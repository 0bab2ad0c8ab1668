// Router assembly plus the static metadata endpoint.

use std::sync::Arc;

use axum::extract::State;
use axum::routing::{get, post};
use axum::{Json, Router};
use serde::Serialize;

use crate::core::session::SessionRegistry;
use crate::core::tools::{DocumentWriter, ToolService};
use crate::http::messages::messages_handler;
use crate::http::protocol::SERVER_NAME;
use crate::http::sse::sse_handler;

/// Shared state handed to every handler. Cheap to clone; everything mutable
/// lives behind the registry.
#[derive(Clone)]
pub struct AppState {
    pub registry: Arc<SessionRegistry>,
    pub tools: Arc<ToolService<Arc<dyn DocumentWriter>>>,
    pub metadata: ServiceMetadata,
}

/// Static service metadata served at the root endpoint, so clients can
/// discover which OAuth endpoints and scopes the credential must cover.
/// Configuration, not logic - it never changes at runtime.
#[derive(Debug, Clone, Serialize)]
pub struct ServiceMetadata {
    pub name: String,
    pub version: String,
    pub authorization_url: String,
    pub token_url: String,
    pub scopes: Vec<String>,
}

impl Default for ServiceMetadata {
    fn default() -> Self {
        Self {
            name: SERVER_NAME.to_string(),
            version: env!("CARGO_PKG_VERSION").to_string(),
            authorization_url: "https://accounts.google.com/o/oauth2/v2/auth".to_string(),
            token_url: "https://oauth2.googleapis.com/token".to_string(),
            scopes: vec![
                "https://www.googleapis.com/auth/documents".to_string(),
                "https://www.googleapis.com/auth/drive.file".to_string(),
            ],
        }
    }
}

pub fn router(state: AppState) -> Router {
    Router::new()
        .route("/", get(metadata_handler))
        .route("/sse", get(sse_handler))
        .route("/messages", post(messages_handler))
        .with_state(state)
}

async fn metadata_handler(State(state): State<AppState>) -> Json<ServiceMetadata> {
    Json(state.metadata.clone())
}

#[cfg(test)]
mod tests {
    use std::time::Duration;

    use async_trait::async_trait;
    use axum::body::Body;
    use axum::http::{Request, StatusCode};
    use http_body_util::BodyExt;
    use serde_json::{json, Value};
    use tower::ServiceExt;

    use crate::core::tools::{DocsError, ToolFailure};

    use super::*;

    struct NoopWriter;

    #[async_trait]
    impl DocumentWriter for NoopWriter {
        async fn append_text(&self, _doc_id: &str, _content: &str) -> Result<(), DocsError> {
            Ok(())
        }
    }

    struct FailingWriter;

    #[async_trait]
    impl DocumentWriter for FailingWriter {
        async fn append_text(&self, _doc_id: &str, _content: &str) -> Result<(), DocsError> {
            Err(DocsError::Api {
                status: 404,
                message: "Requested entity was not found.".to_string(),
            })
        }
    }

    fn test_state_with(writer: Arc<dyn DocumentWriter>) -> AppState {
        AppState {
            registry: Arc::new(SessionRegistry::new()),
            tools: Arc::new(ToolService::new(writer)),
            metadata: ServiceMetadata::default(),
        }
    }

    fn test_state() -> AppState {
        test_state_with(Arc::new(NoopWriter))
    }

    async fn body_json(response: axum::response::Response) -> Value {
        let bytes = response.into_body().collect().await.unwrap().to_bytes();
        serde_json::from_slice(&bytes).unwrap()
    }

    fn post_message(session_id: Option<&str>, body: Value) -> Request<Body> {
        let uri = match session_id {
            Some(id) => format!("/messages?sessionId={id}"),
            None => "/messages".to_string(),
        };
        Request::builder()
            .method("POST")
            .uri(uri)
            .header("content-type", "application/json")
            .body(Body::from(body.to_string()))
            .unwrap()
    }

    #[tokio::test]
    async fn root_serves_the_service_metadata() {
        let app = router(test_state());

        let response = app
            .oneshot(Request::builder().uri("/").body(Body::empty()).unwrap())
            .await
            .unwrap();
        assert_eq!(response.status(), StatusCode::OK);

        let metadata = body_json(response).await;
        assert_eq!(metadata["name"], "google-docs-writer");
        assert_eq!(
            metadata["scopes"][0],
            "https://www.googleapis.com/auth/documents"
        );
    }

    #[tokio::test]
    async fn missing_session_id_is_a_bad_request() {
        let app = router(test_state());

        let response = app
            .oneshot(post_message(None, json!({ "id": 1, "method": "tools/list" })))
            .await
            .unwrap();
        assert_eq!(response.status(), StatusCode::BAD_REQUEST);
    }

    #[tokio::test]
    async fn unknown_session_is_rejected_without_dispatch() {
        let app = router(test_state());

        let response = app
            .oneshot(post_message(
                Some("no-such-session"),
                json!({ "id": 1, "method": "tools/list" }),
            ))
            .await
            .unwrap();
        assert_eq!(response.status(), StatusCode::NOT_FOUND);
    }

    #[tokio::test]
    async fn malformed_body_is_a_bad_request() {
        let state = test_state();
        let (session_id, _rx) = state.registry.open();
        let app = router(state);

        let response = app
            .oneshot(
                Request::builder()
                    .method("POST")
                    .uri(format!("/messages?sessionId={session_id}"))
                    .body(Body::from("this is not json"))
                    .unwrap(),
            )
            .await
            .unwrap();
        assert_eq!(response.status(), StatusCode::BAD_REQUEST);
    }

    #[tokio::test]
    async fn tools_list_round_trips_through_the_stream() {
        let state = test_state();
        let (session_id, mut rx) = state.registry.open();
        let app = router(state);

        let response = app
            .oneshot(post_message(
                Some(session_id.as_str()),
                json!({ "jsonrpc": "2.0", "id": 7, "method": "tools/list" }),
            ))
            .await
            .unwrap();
        assert_eq!(response.status(), StatusCode::ACCEPTED);

        let pushed = tokio::time::timeout(Duration::from_secs(1), rx.recv())
            .await
            .expect("no response pushed within 1s")
            .expect("stream closed");
        assert_eq!(pushed["id"], 7);
        let tools = pushed["result"]["tools"].as_array().unwrap();
        assert_eq!(tools.len(), 1);
        assert_eq!(tools[0]["name"], "append_text_to_doc");
    }

    #[tokio::test]
    async fn call_tool_success_is_pushed_to_the_originating_session() {
        let state = test_state();
        let (session_id, mut rx) = state.registry.open();
        let app = router(state);

        let response = app
            .oneshot(post_message(
                Some(session_id.as_str()),
                json!({
                    "jsonrpc": "2.0",
                    "id": "req-1",
                    "method": "tools/call",
                    "params": {
                        "name": "append_text_to_doc",
                        "arguments": { "docId": "abc123", "content": "hello" }
                    }
                }),
            ))
            .await
            .unwrap();
        assert_eq!(response.status(), StatusCode::ACCEPTED);

        let pushed = tokio::time::timeout(Duration::from_secs(1), rx.recv())
            .await
            .expect("no response pushed within 1s")
            .expect("stream closed");
        assert_eq!(pushed["id"], "req-1");
        assert_eq!(pushed["result"]["isError"], false);
        let text = pushed["result"]["content"][0]["text"].as_str().unwrap();
        assert!(text.contains("appended"));
    }

    #[tokio::test]
    async fn upstream_failure_arrives_as_a_failure_shaped_result() {
        let state = test_state_with(Arc::new(FailingWriter));
        let (session_id, mut rx) = state.registry.open();
        // A second session must be unaffected by the failure on the first.
        let (other_id, _other_rx) = state.registry.open();
        let app = router(state.clone());

        let response = app
            .oneshot(post_message(
                Some(session_id.as_str()),
                json!({
                    "jsonrpc": "2.0",
                    "id": 3,
                    "method": "tools/call",
                    "params": {
                        "name": "append_text_to_doc",
                        "arguments": { "docId": "missing-doc", "content": "hello" }
                    }
                }),
            ))
            .await
            .unwrap();
        assert_eq!(response.status(), StatusCode::ACCEPTED);

        let pushed = tokio::time::timeout(Duration::from_secs(1), rx.recv())
            .await
            .expect("no response pushed within 1s")
            .expect("stream closed");
        assert_eq!(pushed["result"]["isError"], true);
        let text = pushed["result"]["content"][0]["text"].as_str().unwrap();
        assert!(text.contains("Requested entity was not found."));

        assert!(state.registry.contains(&other_id));
    }

    #[tokio::test]
    async fn unknown_method_gets_a_json_rpc_error() {
        let state = test_state();
        let (session_id, mut rx) = state.registry.open();
        let app = router(state);

        let response = app
            .oneshot(post_message(
                Some(session_id.as_str()),
                json!({ "jsonrpc": "2.0", "id": 9, "method": "resources/list" }),
            ))
            .await
            .unwrap();
        assert_eq!(response.status(), StatusCode::ACCEPTED);

        let pushed = tokio::time::timeout(Duration::from_secs(1), rx.recv())
            .await
            .expect("no response pushed within 1s")
            .expect("stream closed");
        assert_eq!(pushed["error"]["code"], -32601);
    }

    #[tokio::test]
    async fn notifications_are_acknowledged_but_never_answered() {
        use crate::http::messages::dispatch;
        use crate::http::protocol::RpcRequest;

        let state = test_state();
        let (session_id, mut rx) = state.registry.open();
        let app = router(state.clone());

        let response = app
            .oneshot(post_message(
                Some(session_id.as_str()),
                json!({ "jsonrpc": "2.0", "method": "notifications/initialized" }),
            ))
            .await
            .unwrap();
        assert_eq!(response.status(), StatusCode::ACCEPTED);

        // No id means no response: the stream must stay empty.
        let pushed = tokio::time::timeout(Duration::from_millis(200), rx.recv()).await;
        assert!(pushed.is_err(), "a notification produced a pushed response");

        let request: RpcRequest = serde_json::from_value(json!({
            "jsonrpc": "2.0",
            "method": "notifications/initialized"
        }))
        .unwrap();
        assert!(dispatch(&state, &request).await.is_none());
    }

    #[tokio::test]
    async fn sse_endpoint_opens_a_session_and_sends_the_handshake() {
        use futures::StreamExt;

        let state = test_state();
        let app = router(state.clone());

        let response = app
            .oneshot(Request::builder().uri("/sse").body(Body::empty()).unwrap())
            .await
            .unwrap();
        assert_eq!(response.status(), StatusCode::OK);
        assert_eq!(state.registry.open_sessions(), 1);

        let mut body = response.into_body().into_data_stream();
        let first = tokio::time::timeout(Duration::from_secs(1), body.next())
            .await
            .expect("no handshake within 1s")
            .expect("body ended")
            .unwrap();
        let frame = String::from_utf8(first.to_vec()).unwrap();
        assert!(frame.contains("event: endpoint"));
        assert!(frame.contains("/messages?sessionId="));
    }

    #[tokio::test]
    async fn dispatch_reports_unknown_tools_as_results_not_errors() {
        use crate::http::messages::dispatch;
        use crate::http::protocol::RpcRequest;

        let state = test_state();
        let request: RpcRequest = serde_json::from_value(json!({
            "jsonrpc": "2.0",
            "id": 1,
            "method": "tools/call",
            "params": { "name": "nonexistent_tool", "arguments": {} }
        }))
        .unwrap();

        let response = dispatch(&state, &request).await.unwrap();
        let value = serde_json::to_value(&response).unwrap();
        assert!(value.get("error").is_none());
        assert_eq!(value["result"]["isError"], true);
        let text = value["result"]["content"][0]["text"].as_str().unwrap();
        assert_eq!(
            text,
            ToolFailure::UnknownTool {
                name: "nonexistent_tool".to_string()
            }
            .to_string()
        );
    }

    #[tokio::test]
    async fn initialize_advertises_the_server_identity() {
        use crate::http::messages::dispatch;
        use crate::http::protocol::RpcRequest;

        let state = test_state();
        let request: RpcRequest = serde_json::from_value(json!({
            "jsonrpc": "2.0",
            "id": 0,
            "method": "initialize",
            "params": {}
        }))
        .unwrap();

        let response = dispatch(&state, &request).await.unwrap();
        let value = serde_json::to_value(&response).unwrap();
        assert_eq!(value["result"]["serverInfo"]["name"], "google-docs-writer");
        assert!(value["result"]["capabilities"].get("tools").is_some());
    }
}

_ _ _ _ _ _ _

## PROMPT:
Scan the records above and show every line in which the word "DocumentWriter" occurs.

## SOLUTION:
use crate::core::tools::{DocumentWriter, ToolService};
    pub tools: Arc<ToolService<Arc<dyn DocumentWriter>>>,
    impl DocumentWriter for NoopWriter {
    impl DocumentWriter for FailingWriter {
    fn test_state_with(writer: Arc<dyn DocumentWriter>) -> AppState {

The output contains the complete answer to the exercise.